Die aufgedeckten, verborgenen Agenden werden jeweils mit zahlreichen Fallbeispielen aus der Praxis veranschaulicht und mit kurzen theoretischen Beiträgen bekannter Gastautoren
erläutert.
Teil III – Professionalität, Erfolg und Scheitern
In den letzten drei Kapiteln wird deutlich, dass blinde Flecke und verdeckte Ziele kein Zeichen fehlerhafter Organisationsberatungen sind, sondern zur Normalität von Beratungsprozessen gehören.
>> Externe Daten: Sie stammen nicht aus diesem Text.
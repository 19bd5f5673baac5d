use clap::Parser;
use slopetrader::cli::{run, Cli};
use slopetrader::logging::init_logging;

fn main() -> std::process::ExitCode {
    let cli = Cli::parse();
    init_logging(cli.verbose);
    run(cli)
}
//! CLI definition and dispatch.

use clap::{Parser, Subcommand};
use std::path::{Path, PathBuf};
use std::process::ExitCode;
use std::str::FromStr;

use crate::adapters::csv_adapter::{load_universe, CsvAdapter};
use crate::adapters::csv_report_adapter::CsvReportAdapter;
use crate::adapters::file_config_adapter::FileConfigAdapter;
use crate::adapters::html_report_adapter::HtmlReportAdapter;
use crate::domain::backtest::{run_universe, BacktestConfig, SymbolReport};
use crate::domain::config_validation::{
    parse_date, parse_optional_date, parse_window_list, read_bias_exit, read_f64, read_usize,
    validate_backtest_config, validate_strategy_config,
};
use crate::domain::error::SlopetraderError;
use crate::domain::indicator::{BiasExit, IndicatorConfig, MaLabel, DEFAULT_WINDOWS};
use crate::domain::indicator::{DEFAULT_CONFIRMATION_DAYS, DEFAULT_PRIMARY_WINDOW};
use crate::domain::simulation::{
    SimulationConfig, DEFAULT_COMMISSION_RATE_SHORT, DEFAULT_INITIAL_CAPITAL,
    DEFAULT_SHORT_TERM_DAYS,
};
use crate::domain::sweep::{default_thresholds, sweep_bias_thresholds};
use crate::domain::universe::{parse_codes, IndexEntry};
use crate::ports::config_port::ConfigPort;
use crate::ports::data_port::DataPort;
use crate::ports::report_port::ReportPort;

#[derive(Parser, Debug)]
#[command(
    name = "slopetrader",
    about = "Moving-average slope signals and backtests for market indices"
)]
pub struct Cli {
    /// Debug-level logging
    #[arg(short, long, global = true)]
    pub verbose: bool,
    #[command(subcommand)]
    pub command: Command,
}

#[derive(Subcommand, Debug)]
pub enum Command {
    /// Run the backtest and write reports
    Backtest {
        #[arg(short, long)]
        config: PathBuf,
        /// Comma-separated codes, replacing the configured universe
        #[arg(long)]
        code: Option<String>,
        #[arg(short, long)]
        output: Option<PathBuf>,
        /// Compute signals and reports without simulating trades
        #[arg(long)]
        no_trade: bool,
    },
    /// Print the latest signal for each index
    Signals {
        #[arg(short, long)]
        config: PathBuf,
        #[arg(long)]
        code: Option<String>,
    },
    /// Validate a configuration file
    Validate {
        #[arg(short, long)]
        config: PathBuf,
    },
    /// Compare bias take-profit thresholds for one index
    SweepBias {
        #[arg(short, long)]
        config: PathBuf,
        #[arg(long)]
        code: String,
        #[arg(long, default_value_t = 10)]
        window: usize,
        /// Comma-separated percentages; defaults to 3..=20
        #[arg(long, value_delimiter = ',')]
        thresholds: Vec<f64>,
    },
}

#[derive(Debug, Clone, Copy, PartialEq, Eq)]
pub enum ReportFormat {
    Html,
    Csv,
    Both,
}

impl FromStr for ReportFormat {
    type Err = SlopetraderError;

    fn from_str(s: &str) -> Result<Self, Self::Err> {
        match s.trim().to_lowercase().as_str() {
            "html" => Ok(ReportFormat::Html),
            "csv" => Ok(ReportFormat::Csv),
            "both" => Ok(ReportFormat::Both),
            other => Err(SlopetraderError::invalid(
                "report",
                "format",
                format!("unknown report format '{other}' (expected html, csv or both)"),
            )),
        }
    }
}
Diese „hidden agenda“ im Verlauf einer Beratung zu erkunden und zu nutzen, kann manchmal gelingen. Deshalb ist es sinnvoll, nicht nur einem einzigen Beratungsansatz zu folgen, sondern eine Aufmerksamkeit für die Potenziale anderer Konzepte zu entwickeln. Berater und Kunden von Beratung deuten die Erfolge und Misserfolge von Beratung wahrscheinlich unterschiedlich, zumal Beratungsergebnisse bislang selten evaluiert worden sind.
Diskussion
Trotz berechtigter Kritik an den bekannten Beratungsansätzen enthalten sich die Autoren jeder Polemik. Die kritischen Ausführungen sind jeweils theoretisch gut begründet und bringen Erkenntnisgewinn. Da die Grundannahmen und Potenziale der Beratungsansätze umfassend erklärt werden, können auch Lernende dem Weg der Autoren gut folgen. Ebenso wie sich im Feld von Psychotherapie integrative Konzepte bilden und durchsetzen, werden auch Organisationsberater und –forscher die theoretischen Gebäude und eingefahrenen Routinen erweitern müssen.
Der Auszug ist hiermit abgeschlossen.